Headaches of a new variety or severity are experienced by upwards of 75% of the patient population according to Dr. Katrina Berne. Some patients suffer from these headaches daily.
The most common variety of headache experienced by ME/CFS patients is migraine, which is found in 60-84% of patients with ME/CFS (Ravindran et al).
Multiple Chemical Sensitivity
Multiple Chemical Sensitivity (MCS) produces a severe reaction to many different kinds of pollutants including solvents, VOC’s (Volatile Organic Compounds), perfumes, petrol, diesel, smoke, and other chemicals. In a five-year study of 690 patients conducted by Dr. Dedra Buchwald, more than 50% of patients with ME/CFS reported having chemical sensitivities. Research conducted by I. R. Bell in 1998 showed a similar percentage. A 2000 study by Jason et al. found that roughly 40% of patients with ME/CFS also met the criteria for multiple chemical sensitivities (MCS).
The symptoms of MCS are wide-ranging and may include burning and stinging eyes, wheezing, breathlessness, nausea, extreme fatigue/lethargy, headache/migraine/vertigo/dizziness, poor memory and concentration, runny nose (rhinitis), sore throat, cough, sinus problems, skin rashes and/or itching skin, sensitivity to light and noise, sleeping problems, digestive upset, and muscle and joint pain.

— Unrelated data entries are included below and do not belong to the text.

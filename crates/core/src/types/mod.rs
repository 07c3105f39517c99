//! Core types for Maison.
//!
//! This module provides type-safe wrappers for the storefront domain.

pub mod cart;
pub mod catalog;
pub mod id;
pub mod owner;
pub mod price;
pub mod wishlist;

pub use cart::{LineItem, NewLineItem, QuantityUpdate};
pub use catalog::{Category, Product};
pub use id::*;
pub use owner::{OwnerId, OwnerIdError};
pub use price::{CurrencyCode, Price};
pub use wishlist::{NewWishlistEntry, WishlistEntry};
//! HTTP implementation of the cart and wishlist stores.
//!
//! Uses `reqwest` with a cookie store so session credentials travel with
//! every request, like the browser client's `credentials: 'include'`.

use std::sync::Arc;

use async_trait::async_trait;
use maison_core::{
    LineItem, LineItemId, NewLineItem, NewWishlistEntry, OwnerId, ProductId, QuantityUpdate,
    WishlistEntry,
};
use reqwest::header::{COOKIE, HeaderMap, HeaderValue};
use secrecy::ExposeSecret;
use serde::Serialize;
use serde::de::DeserializeOwned;
use tracing::{debug, instrument, warn};
use url::Url;

use super::{CartStore, StoreError, WishlistStore};
use crate::config::StorefrontConfig;

/// Longest slice of an error body kept in logs and errors.
const MAX_ERROR_BODY: usize = 200;

/// Client for the storefront backend's REST API.
///
/// Cheap to clone; clones share one connection pool and cookie jar.
#[derive(Clone)]
pub struct StoreClient {
    inner: Arc<StoreClientInner>,
}

struct StoreClientInner {
    client: reqwest::Client,
    base_url: Url,
}

impl std::fmt::Debug for StoreClient {
    fn fmt(&self, f: &mut std::fmt::Formatter<'_>) -> std::fmt::Result {
        f.debug_struct("StoreClient")
            .field("base_url", &self.inner.base_url.as_str())
            .finish_non_exhaustive()
    }
}

impl StoreClient {
    /// Create a new store client.
    ///
    /// # Errors
    ///
    /// Returns error if the session cookie is not a valid header value or the
    /// HTTP client fails to build.
    pub fn new(config: &StorefrontConfig) -> Result<Self, StoreError> {
        let mut headers = HeaderMap::new();

        if let Some(cookie) = &config.session_cookie {
            let mut value = HeaderValue::from_str(cookie.expose_secret())
                .map_err(|e| StoreError::Decode(format!("Invalid session cookie: {e}")))?;
            value.set_sensitive(true);
            headers.insert(COOKIE, value);
        }

        let mut builder = reqwest::Client::builder()
            .cookie_store(true)
            .default_headers(headers);
        if let Some(timeout) = config.request_timeout {
            builder = builder.timeout(timeout);
        }

        Ok(Self {
            inner: Arc::new(StoreClientInner {
                client: builder.build()?,
                base_url: config.api_url.clone(),
            }),
        })
    }

    /// The backend base URL.
    #[must_use]
    pub fn base_url(&self) -> &Url {
        &self.inner.base_url
    }

    /// Build an endpoint URL from path segments, percent-encoding each one.
    pub(crate) fn endpoint(&self, segments: &[&str]) -> Result<Url, StoreError> {
        let mut url = self.inner.base_url.clone();
        url.path_segments_mut()
            .map_err(|()| StoreError::InvalidUrl(url::ParseError::RelativeUrlWithCannotBeABaseBase))?
            .pop_if_empty()
            .extend(segments);
        Ok(url)
    }

    /// GET a JSON body.
    pub(crate) async fn get_json<T: DeserializeOwned>(&self, url: Url) -> Result<T, StoreError> {
        let response = self.inner.client.get(url).send().await?;
        let response = check_status(response).await?;
        response
            .json::<T>()
            .await
            .map_err(|e| StoreError::Decode(e.to_string()))
    }

    /// Send a JSON body and decode the JSON reply.
    async fn send_json<B: Serialize + Sync, T: DeserializeOwned>(
        &self,
        method: reqwest::Method,
        url: Url,
        body: &B,
    ) -> Result<T, StoreError> {
        let response = self
            .inner
            .client
            .request(method, url)
            .json(body)
            .send()
            .await?;
        let response = check_status(response).await?;
        response
            .json::<T>()
            .await
            .map_err(|e| StoreError::Decode(e.to_string()))
    }

    /// Send a request whose reply body is ignored.
    async fn send_unit<B: Serialize + Sync>(
        &self,
        method: reqwest::Method,
        url: Url,
        body: Option<&B>,
    ) -> Result<(), StoreError> {
        let mut request = self.inner.client.request(method, url);
        if let Some(body) = body {
            request = request.json(body);
        }
        check_status(request.send().await?).await?;
        Ok(())
    }

    /// GET a list, turning every failure into an empty list.
    async fn fetch_list<T: DeserializeOwned>(&self, segments: &[&str]) -> Vec<T> {
        let result = match self.endpoint(segments) {
            Ok(url) => self.get_json::<Vec<T>>(url).await,
            Err(e) => Err(e),
        };

        match result {
            Ok(items) => {
                debug!(count = items.len(), "Fetched collection");
                items
            }
            Err(e) => {
                warn!(error = %e, "Collection fetch failed, rendering empty");
                Vec::new()
            }
        }
    }
}

/// Map every non-success status, 404 included, to `StoreError::Request`.
async fn check_status(response: reqwest::Response) -> Result<reqwest::Response, StoreError> {
    let status = response.status();
    if status.is_success() {
        return Ok(response);
    }

    let body = response.text().await.unwrap_or_default();
    let message = body.chars().take(MAX_ERROR_BODY).collect::<String>();
    debug!(status = %status, body = %message, "Backend returned non-success status");

    Err(StoreError::Request {
        status: status.as_u16(),
        message,
    })
}

#[async_trait]
impl CartStore for StoreClient {
    #[instrument(skip(self), fields(owner = %owner))]
    async fn fetch_cart(&self, owner: &OwnerId) -> Vec<LineItem> {
        self.fetch_list(&["api", "cart", owner.as_str()]).await
    }

    #[instrument(skip(self, item), fields(owner = %item.owner_id, product_id = %item.product_id))]
    async fn create_line_item(&self, item: &NewLineItem) -> Result<LineItem, StoreError> {
        let url = self.endpoint(&["api", "cart"])?;
        self.send_json(reqwest::Method::POST, url, item).await
    }

    #[instrument(skip(self), fields(id = %id))]
    async fn update_line_item(&self, id: LineItemId, quantity: u32) -> Result<(), StoreError> {
        let url = self.endpoint(&["api", "cart", &id.to_string()])?;
        self.send_unit(reqwest::Method::PATCH, url, Some(&QuantityUpdate { quantity }))
            .await
    }

    #[instrument(skip(self), fields(id = %id))]
    async fn remove_line_item(&self, id: LineItemId) -> Result<(), StoreError> {
        let url = self.endpoint(&["api", "cart", &id.to_string()])?;
        self.send_unit::<()>(reqwest::Method::DELETE, url, None).await
    }

    #[instrument(skip(self), fields(owner = %owner))]
    async fn clear_cart(&self, owner: &OwnerId) -> Result<(), StoreError> {
        let url = self.endpoint(&["api", "cart", "clear", owner.as_str()])?;
        self.send_unit::<()>(reqwest::Method::DELETE, url, None).await
    }
}

#[async_trait]
impl WishlistStore for StoreClient {
    #[instrument(skip(self), fields(owner = %owner))]
    async fn fetch_wishlist(&self, owner: &OwnerId) -> Vec<WishlistEntry> {
        self.fetch_list(&["api", "wishlist", owner.as_str()]).await
    }

    #[instrument(skip(self, entry), fields(owner = %entry.owner_id, product_id = %entry.product_id))]
    async fn create_wishlist_entry(
        &self,
        entry: &NewWishlistEntry,
    ) -> Result<WishlistEntry, StoreError> {
        let url = self.endpoint(&["api", "wishlist"])?;
        self.send_json(reqwest::Method::POST, url, entry).await
    }

    #[instrument(skip(self), fields(owner = %owner, product_id = %product_id))]
    async fn remove_wishlist_entry(
        &self,
        owner: &OwnerId,
        product_id: ProductId,
    ) -> Result<(), StoreError> {
        let url = self.endpoint(&["api", "wishlist", owner.as_str(), &product_id.to_string()])?;
        self.send_unit::<()>(reqwest::Method::DELETE, url, None).await
    }
}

Orthostatic Intolerance and Postural Orthostatic Tachycardia Syndrome (POTS)
Many, if not most, patients with ME/CFS report problems standing (orthostatic intolerance). Orthostatic intolerance (OI) is a broad classification referring to exaggerated blood pressure and/or heart rate responses that occur when standing up. When a healthy person stands up, the effects of gravity cause about 10-15% of the blood to settle (pool) in the abdomen, legs, and arms. To make up for the reduced amount of blood returning to the heart, the adrenal glands release adrenaline and noradrenaline (epinephrine and norepinephrine), which cause the heart to beat a little faster and blood vessels to constrict.
People with OI have reversed responses to changes in position. When people with OI stand up, they pool a larger amount of blood in regions below the heart. The longer they remain upright, the more blood pools in their abdomen and legs. The adrenal glands respond by releasing more adrenaline and noradrenaline in an attempt to cause constriction of the blood vessels and boost cardiac output.
However, the blood vessels do not constrict enough to ensure increased back flow into the heart, and the heart races. This, in turn, leads to lower blood volume (hypovolemia), which perpetuates the cycle.
The symptoms produced by this loop are fatigue, nausea, light-headedness, heart palpitations, sweating, and sometimes fainting (syncope). The feedback loop that leads specifically to an increased heart rate of 30 bpm (beats per minute) or more when standing is called POTS – postural orthostatic tachycardia syndrome.
According to Dr. Julian Stewart, director of the Center for Hypotension at the New York Medical College, “orthostatic intolerance in most adolescents (and many adults) with CFS appears to be POTS.” OI/POTS is so common in the patient population that Hoad et al. have recommended that the response to standing should be a diagnostic marker for ME/CFS.